Menurutnya, hubungan yang terjalin selama ini tidak hanya berkaitan dengan pengamanan kegiatan ketenagakerjaan. Polri juga berupaya hadir menyelesaikan berbagai persoalan yang dihadapi pekerja.
“Polri berkomitmen untuk terus membersamai para buruh dalam memperjuangkan hak-haknya. Kami menjaga ruang penyampaian aspirasi tetap terbuka, aman, tertib, dan konstruktif,” katanya.
Komitmen tersebut diwujudkan melalui Desk Ketenagakerjaan Polri yang menangani berbagai persoalan pekerja. Program tersebut mengedepankan penyelesaian masalah secara humanis dan berkeadilan.
Sepanjang 2025, Desk Ketenagakerjaan Polri menyelesaikan 35 perkara ketenagakerjaan. Sebanyak 34 perkara ditangani melalui pendekatan restorative justice.
Upaya serupa berlanjut pada tahun ini untuk menjaga hubungan industrial tetap harmonis. Hingga pertengahan 2026, sebanyak sembilan perkara berhasil diselesaikan.
Tidak hanya menyelesaikan perkara, Polri juga membantu pekerja terdampak pemutusan hubungan kerja. Tercatat sebanyak 4.216 pekerja telah difasilitasi kembali memperoleh pekerjaan.
Di tengah perkembangan industri yang semakin cepat, Dedi mengingatkan pentingnya peningkatan kompetensi pekerja.
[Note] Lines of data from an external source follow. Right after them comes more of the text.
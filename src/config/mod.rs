// src/config/mod.rs
pub mod consts;
pub mod options;
pub mod state;
// src/gui/components/data_table.rs
//
// Merged table grid: Category, Item, then per-city sub-field columns.
// Clicking a header sorts by that column; clicking again flips direction.
// Purely a view; sort state lives in AppState.gui.

use std::cmp::Ordering;

use eframe::egui::{self, Align, Layout, RichText, Sense, TextWrapMode};
use egui_extras::{Column, TableBuilder};

use crate::{
    compare::{self, ColumnSpec},
    gui::app::App,
    types::MergedRow,
};

pub fn draw(ui: &mut egui::Ui, app: &mut App) {
    let Some(cmp) = &app.comparison else {
        return;
    };

    let columns = cmp.columns(&app.state.options.compare.shown_sub_fields);
    let order = sorted_order(&cmp.rows, &columns, app.state.gui.sort.as_ref());
    let mut clicked: Option<String> = None;

    let mut table = TableBuilder::new(ui)
        .striped(true)
        .max_scroll_height(500.0)
        .id_salt("cost_table");
    for i in 0..columns.len() {
        let initial = match i {
            0 => 160.0,
            1 => 280.0,
            _ => 90.0,
        };
        table = table.column(Column::initial(initial).resizable(true).clip(true).at_least(40.0));
    }

    table
        .header(36.0, |mut header| {
            for col in &columns {
                header.col(|ui| {
                    ui.style_mut().wrap_mode = Some(TextWrapMode::Truncate);
                    let arrow = match &app.state.gui.sort {
                        Some((f, asc)) if *f == col.field => if *asc { " ▲" } else { " ▼" },
                        _ => "",
                    };
                    let title = match &col.group {
                        Some(city) => format!("{city}\n{}{arrow}", col.title),
                        None => format!("{}{arrow}", col.title),
                    };
                    let resp = ui.add(
                        egui::Label::new(RichText::new(title).strong())
                            .selectable(false)
                            .sense(Sense::click()),
                    );
                    if resp.clicked() {
                        clicked = Some(col.field.clone());
                    }
                });
            }
        })
        .body(|body| {
            body.rows(20.0, order.len(), |mut row| {
                let Some(data) = order.get(row.index()).and_then(|&ix| cmp.rows.get(ix)) else {
                    return;
                };
                for col in &columns {
                    let text = compare::cell(data, &col.field);
                    row.col(|ui| {
                        ui.style_mut().wrap_mode = Some(TextWrapMode::Extend);
                        if col.numeric {
                            ui.with_layout(Layout::right_to_left(Align::Center), |ui| {
                                ui.label(text);
                            });
                        } else {
                            ui.label(text);
                        }
                    });
                }
            });
        });

    if let Some(field) = clicked {
        let next = match app.state.gui.sort.take() {
            Some((f, asc)) if f == field => (f, !asc),
            _ => (field, true),
        };
        app.state.gui.sort = Some(next);
    }
}

/// Row indices in display order. Absent numeric values sort last.
fn sorted_order(rows: &[MergedRow], columns: &[ColumnSpec], sort: Option<&(String, bool)>) -> Vec<usize> {
    let mut order: Vec<usize> = (0..rows.len()).collect();
    let Some((field, asc)) = sort else { return order };
    let numeric = columns.iter().any(|c| &c.field == field && c.numeric);

    order.sort_by(|&a, &b| {
        let ord = if numeric {
            match (rows[a].number(field), rows[b].number(field)) {
                (Some(x), Some(y)) => x.total_cmp(&y),
                (Some(_), None) => return Ordering::Less,
                (None, Some(_)) => return Ordering::Greater,
                (None, None) => Ordering::Equal,
            }
        } else {
            compare::cell(&rows[a], field).cmp(&compare::cell(&rows[b], field))
        };
        if *asc { ord } else { ord.reverse() }
    });
    order
}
Kemampuan beradaptasi menjadi kunci menghadapi perubahan dunia kerja saat ini.
“Ketika hak pekerja terlindungi dan kesejahteraan meningkat, stabilitas nasional akan semakin kuat. Karena itu, sinergi antara Polri dan buruh harus terus diperkuat,” pungkasnya.
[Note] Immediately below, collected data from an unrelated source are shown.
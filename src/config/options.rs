// src/config/options.rs
use std::ffi::OsString;
use std::path::{Path, PathBuf};

use super::consts::*;
use crate::core::ident;

#[derive(Clone, Debug, Default, PartialEq, Eq)]
pub struct AppOptions {
    pub compare: CompareOptions,
    pub export: ExportOptions,
}

/// How per-city row sequences are aligned into one wide table.
#[derive(Clone, Copy, Debug, Default, PartialEq, Eq, Hash)]
pub enum JoinStrategy {
    /// Row k of every city merges into output row k; stops at the shortest city.
    #[default]
    PositionalTruncate,
    /// Rows keyed by (category, item); every key seen in any city is kept.
    OuterByItem,
}

impl JoinStrategy {
    pub fn label(&self) -> &'static str {
        match self {
            JoinStrategy::PositionalTruncate => "positional",
            JoinStrategy::OuterByItem => "outer",
        }
    }
}

#[derive(Clone, Debug, PartialEq, Eq)]
pub struct CompareOptions {
    /// Free-text, comma-separated city list as typed by the user
    pub cities_text: String,
    pub base_url: String,
    pub join: JoinStrategy,
    /// Sub-fields shown per city in the grid/CSV (e.g. "median")
    pub shown_sub_fields: Vec<String>,
}

impl Default for CompareOptions {
    fn default() -> Self {
        Self {
            cities_text: s!(DEFAULT_CITIES),
            base_url: s!(BASE_URL),
            join: JoinStrategy::default(),
            shown_sub_fields: SHOWN_SUB_FIELDS.iter().map(|s| s!(*s)).collect(),
        }
    }
}

impl CompareOptions {
    /// Canonical city identifiers from the text field, falling back to the
    /// default list when the text yields nothing.
    pub fn city_ids(&self) -> Vec<String> {
        ident::normalize_cities(&self.cities_text)
            .or_else(|| ident::normalize_cities(DEFAULT_CITIES))
            .unwrap_or_default()
    }
}

#[derive(Clone, Copy, Debug, Default, PartialEq, Eq)]
pub enum ExportFormat {
    #[default]
    Csv,
    Tsv,
    Json,
}

impl ExportFormat {
    pub fn ext(&self) -> &'static str {
        match self {
            ExportFormat::Csv => "csv",
            ExportFormat::Tsv => "tsv",
            ExportFormat::Json => "json",
        }
    }

    /// Field separator; JSON has none.
    pub fn delim(&self) -> Option<char> {
        match self {
            ExportFormat::Csv => Some(','),
            ExportFormat::Tsv => Some('\t'),
            ExportFormat::Json => None,
        }
    }
}

#[derive(Clone, Debug, PartialEq, Eq)]
pub struct ExportOptions {
    pub format: ExportFormat,
    out_path: OutputPath,
    pub include_headers: bool,
}

impl Default for ExportOptions {
    fn default() -> Self {
        Self {
            format: ExportFormat::Csv,
            out_path: OutputPath::default(),
            include_headers: true,
        }
    }
}

impl ExportOptions {
    /// `<dir>/<stem>.<ext>`; an extension typed by the user wins over the format's.
    pub fn out_path(&self) -> PathBuf {
        let file_name = match &self.out_path.ext {
            Some(ext) => join!(self.out_path.file_stem.to_string_lossy(), ".", &ext.to_string_lossy()),
            None => join!(self.out_path.file_stem.to_string_lossy(), ".", self.format.ext()),
        };
        self.out_path.dir.join(file_name)
    }

    /// Parse GUI/CLI text into dir + stem (+ explicit extension, if any).
    pub fn set_path(&mut self, text: &str) {
        let p = Path::new(text.trim());
        if let Some(parent) = p.parent() {
            self.out_path.dir = parent.to_path_buf();
        }
        if let Some(stem) = p.file_stem() {
            self.out_path.file_stem = stem.to_os_string();
        }
        self.out_path.ext = p.extension().map(|e| e.to_os_string());
    }

    pub fn current_dir(&self) -> &Path { &self.out_path.dir }
}

#[derive(Clone, Debug, PartialEq, Eq)]
struct OutputPath {
    dir: PathBuf,
    file_stem: OsString,
    ext: Option<OsString>,
}

impl Default for OutputPath {
    fn default() -> Self {
        Self {
            dir: PathBuf::from(DEFAULT_OUT_DIR),
            file_stem: OsString::from(DEFAULT_FILE),
            ext: None,
        }
    }
}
Rakernas KSPI 2026 diharapkan menghasilkan rekomendasi bagi peningkatan kesejahteraan pekerja Indonesia. Forum tersebut juga memperkuat kolaborasi antara buruh, pemerintah, dunia usaha, dan Polri.
Kata Kunci / Tags
Rekomendasi Berita
Memuat berita terbaru.....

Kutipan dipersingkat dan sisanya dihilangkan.